ACTION ITEM: Hunt for the word "clone" across the entries below, copying each line that holds it.
*** Opening AVAILABLE DATA ***
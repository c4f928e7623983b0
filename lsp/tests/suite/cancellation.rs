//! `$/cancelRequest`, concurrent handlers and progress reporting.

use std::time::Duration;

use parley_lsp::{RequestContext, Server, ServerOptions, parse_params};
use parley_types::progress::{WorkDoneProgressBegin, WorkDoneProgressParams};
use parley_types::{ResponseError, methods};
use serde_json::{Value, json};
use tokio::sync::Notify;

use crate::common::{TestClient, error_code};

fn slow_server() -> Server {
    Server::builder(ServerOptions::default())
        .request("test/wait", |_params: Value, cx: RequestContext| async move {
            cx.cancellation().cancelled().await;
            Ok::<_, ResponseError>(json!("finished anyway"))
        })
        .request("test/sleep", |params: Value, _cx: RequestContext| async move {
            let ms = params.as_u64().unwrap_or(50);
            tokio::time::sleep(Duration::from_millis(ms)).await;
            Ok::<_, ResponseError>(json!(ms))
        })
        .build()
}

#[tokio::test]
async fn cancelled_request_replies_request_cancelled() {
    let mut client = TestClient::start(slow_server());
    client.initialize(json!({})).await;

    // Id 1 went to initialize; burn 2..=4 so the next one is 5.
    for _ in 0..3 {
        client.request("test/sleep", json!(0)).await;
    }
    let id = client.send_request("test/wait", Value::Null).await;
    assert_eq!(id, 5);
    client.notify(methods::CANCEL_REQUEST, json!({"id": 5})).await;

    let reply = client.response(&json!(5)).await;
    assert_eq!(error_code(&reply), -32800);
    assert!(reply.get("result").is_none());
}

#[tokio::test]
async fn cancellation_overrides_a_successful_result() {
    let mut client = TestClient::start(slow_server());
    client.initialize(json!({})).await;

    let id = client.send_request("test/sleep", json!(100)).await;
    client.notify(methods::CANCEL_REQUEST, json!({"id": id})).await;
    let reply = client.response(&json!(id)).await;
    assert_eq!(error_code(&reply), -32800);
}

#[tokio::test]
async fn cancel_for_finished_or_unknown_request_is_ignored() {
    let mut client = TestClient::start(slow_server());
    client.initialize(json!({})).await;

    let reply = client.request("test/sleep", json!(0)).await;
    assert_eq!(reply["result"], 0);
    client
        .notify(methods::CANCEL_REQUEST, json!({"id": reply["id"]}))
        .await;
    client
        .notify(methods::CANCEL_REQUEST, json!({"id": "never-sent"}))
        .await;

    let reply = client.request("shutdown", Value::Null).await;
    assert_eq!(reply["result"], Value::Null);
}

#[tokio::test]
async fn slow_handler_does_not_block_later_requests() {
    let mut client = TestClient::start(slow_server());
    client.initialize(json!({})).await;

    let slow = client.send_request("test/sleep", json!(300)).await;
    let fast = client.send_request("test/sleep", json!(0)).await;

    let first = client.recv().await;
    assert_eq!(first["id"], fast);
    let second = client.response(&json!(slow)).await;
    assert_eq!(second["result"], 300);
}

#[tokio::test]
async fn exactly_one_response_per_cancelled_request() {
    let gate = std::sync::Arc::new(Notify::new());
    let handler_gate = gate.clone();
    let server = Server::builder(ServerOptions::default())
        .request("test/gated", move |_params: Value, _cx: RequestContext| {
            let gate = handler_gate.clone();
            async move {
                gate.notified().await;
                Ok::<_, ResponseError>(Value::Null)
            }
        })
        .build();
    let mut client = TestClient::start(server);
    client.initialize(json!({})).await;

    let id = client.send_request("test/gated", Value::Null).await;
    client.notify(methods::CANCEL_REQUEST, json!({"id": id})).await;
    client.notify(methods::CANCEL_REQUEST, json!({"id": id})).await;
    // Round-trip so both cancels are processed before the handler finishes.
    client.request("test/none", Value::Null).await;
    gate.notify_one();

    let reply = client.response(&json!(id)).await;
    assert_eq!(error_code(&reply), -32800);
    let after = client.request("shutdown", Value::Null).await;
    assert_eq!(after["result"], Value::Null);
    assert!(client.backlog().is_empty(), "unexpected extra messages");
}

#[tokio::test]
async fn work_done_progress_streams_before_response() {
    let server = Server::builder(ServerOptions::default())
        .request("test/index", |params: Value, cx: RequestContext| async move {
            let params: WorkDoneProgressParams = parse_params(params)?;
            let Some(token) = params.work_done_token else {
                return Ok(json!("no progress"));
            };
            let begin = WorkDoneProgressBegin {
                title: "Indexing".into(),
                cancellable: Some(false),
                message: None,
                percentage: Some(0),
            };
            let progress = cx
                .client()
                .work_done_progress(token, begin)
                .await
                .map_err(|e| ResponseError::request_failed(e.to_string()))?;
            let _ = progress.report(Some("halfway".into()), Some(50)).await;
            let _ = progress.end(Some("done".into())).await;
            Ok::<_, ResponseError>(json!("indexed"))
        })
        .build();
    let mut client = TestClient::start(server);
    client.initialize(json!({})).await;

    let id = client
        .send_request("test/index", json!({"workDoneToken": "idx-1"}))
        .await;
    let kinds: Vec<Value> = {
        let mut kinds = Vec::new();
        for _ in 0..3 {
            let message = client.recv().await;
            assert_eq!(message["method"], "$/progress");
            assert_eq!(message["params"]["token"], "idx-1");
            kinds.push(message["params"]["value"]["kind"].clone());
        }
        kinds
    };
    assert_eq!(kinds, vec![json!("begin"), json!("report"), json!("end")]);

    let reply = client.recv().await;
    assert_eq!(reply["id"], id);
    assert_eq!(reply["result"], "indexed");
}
*** Closing AVAILABLE DATA ***
SOLUTION:
    let handler_gate = gate.clone();
            let gate = handler_gate.clone();
            kinds.push(message["params"]["value"]["kind"].clone());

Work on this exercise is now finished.